When I switched from the Pink Line to the Red Line, a homeless man was lying across an entire L bench. His greasy, crusty jeans looked as though they’d been dipped in vomit. The woman sitting across from him pulled her jacket over her nose, to block his body odor. Every once in a while, he opened his eyes, but he never stirred. He had a place to sleep, and if that meant other people didn’t have a place to sit, well, his problems were worse than theirs.
Another day, another L ride. A man polled his fellow passengers on whether he should commit suicide.
“Do you think I should kill myself?” he asked. “Do you think I should end my life? Do you think I should jump in front of this train?”

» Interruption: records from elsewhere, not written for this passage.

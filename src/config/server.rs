//! Server configuration

use serde::Deserialize;
use std::net::SocketAddr;

use super::error::ValidationError;

/// Server configuration
#[derive(Debug, Clone, Deserialize)]
pub struct ServerConfig {
    /// Host address to bind to
    #[serde(default = "default_host")]
    pub host: String,

    /// Port to listen on
    #[serde(default = "default_port")]
    pub port: u16,

    /// Environment name
    #[serde(default = "default_environment")]
    pub environment: Environment,

    /// Rust log filter directive
    #[serde(default = "default_log_level")]
    pub log_level: String,

    /// Request timeout in seconds
    #[serde(default = "default_request_timeout")]
    pub request_timeout_secs: u64,
}

/// Application environment
#[derive(Debug, Clone, Deserialize, PartialEq, Eq, Default)]
#[serde(rename_all = "lowercase")]
pub enum Environment {
    #[default]
    Development,
    Staging,
    Production,
}

impl ServerConfig {
    /// Get the socket address to bind to
    pub fn socket_addr(&self) -> Result<SocketAddr, ValidationError> {
        format!("{}:{}", self.host, self.port)
            .parse()
            .map_err(|_| ValidationError::MissingRequired("SERVER_HOST"))
    }

    /// Check if running in production
    pub fn is_production(&self) -> bool {
        self.environment == Environment::Production
    }

    /// Validate server configuration
    pub fn validate(&self) -> Result<(), ValidationError> {
        if self.port == 0 {
            return Err(ValidationError::InvalidPort);
        }
        if self.request_timeout_secs == 0 || self.request_timeout_secs > 300 {
            return Err(ValidationError::InvalidTimeout);
        }
        Ok(())
    }
}

impl Default for ServerConfig {
    fn default() -> Self {
        Self {
            host: default_host(),
            port: default_port(),
            environment: default_environment(),
            log_level: default_log_level(),
            request_timeout_secs: default_request_timeout(),
        }
    }
}

fn default_host() -> String {
    "0.0.0.0".to_string()
}

fn default_port() -> u16 {
    8080
}

fn default_environment() -> Environment {
    Environment::Development
}

fn default_log_level() -> String {
    "info,taskdeck=debug,sqlx=warn".to_string()
}

fn default_request_timeout() -> u64 {
    30
}

#[cfg(test)]
mod tests {
    use super::*;

    #[test]
    fn defaults_are_sane() {
        let config = ServerConfig::default();
        assert_eq!(config.host, "0.0.0.0");
        assert_eq!(config.port, 8080);
        assert_eq!(config.environment, Environment::Development);
        assert!(config.validate().is_ok());
    }

    #[test]
    fn socket_addr_combines_host_and_port() {
        let config = ServerConfig {
            host: "127.0.0.1".to_string(),
            port: 3000,
            ..Default::default()
        };
        assert_eq!(config.socket_addr().unwrap().to_string(), "127.0.0.1:3000");
    }

    #[test]
    fn rejects_zero_port() {
        let config = ServerConfig {
            port: 0,
            ..Default::default()
        };
        assert!(config.validate().is_err());
    }

    #[test]
    fn rejects_out_of_range_timeout() {
        let config = ServerConfig {
            request_timeout_secs: 0,
            ..Default::default()
        };
        assert!(config.validate().is_err());

        let config = ServerConfig {
            request_timeout_secs: 301,
            ..Default::default()
        };
        assert!(config.validate().is_err());
    }

    #[test]
    fn production_flag_follows_environment() {
        let config = ServerConfig {
            environment: Environment::Production,
            ..Default::default()
        };
        assert!(config.is_production());
        assert!(!ServerConfig::default().is_production());
    }
}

He didn’t get an answer. I never read about a suicide by L in the papers soon after, so I presume he took the silence as a “no.”
The migrants are on the trains, too. There’s no bigger social or political issue in Chicago. A woman carrying a baby on her back walked from passenger to passenger with a tray of candy, $2 apiece.
Can the L get any more annoying? Of course it can. I was riding a crowded Red Line car toward Howard Street when a young man boarded the train wearing an accordion. He launched into a bright tarantella, played for a minute, then mumbled, “Thank you, God bless you” in an Eastern European accent and walked up and down the car, hoping the riders who had just been forced to listen to his accordion stylings would reach into their pockets for a dollar. No one looked up from their phones. Buskers are supposed to play on the platform. That’s part of the public transit compact. And then there’s the famous bumper sticker saying, “Play An Accordion. Go to Prison. It’s the Law.”
Unfortunately, it’s not the law, and accordion players are desperate for work, and so, like so many other desperate people, they’re riding the trains of Chicago.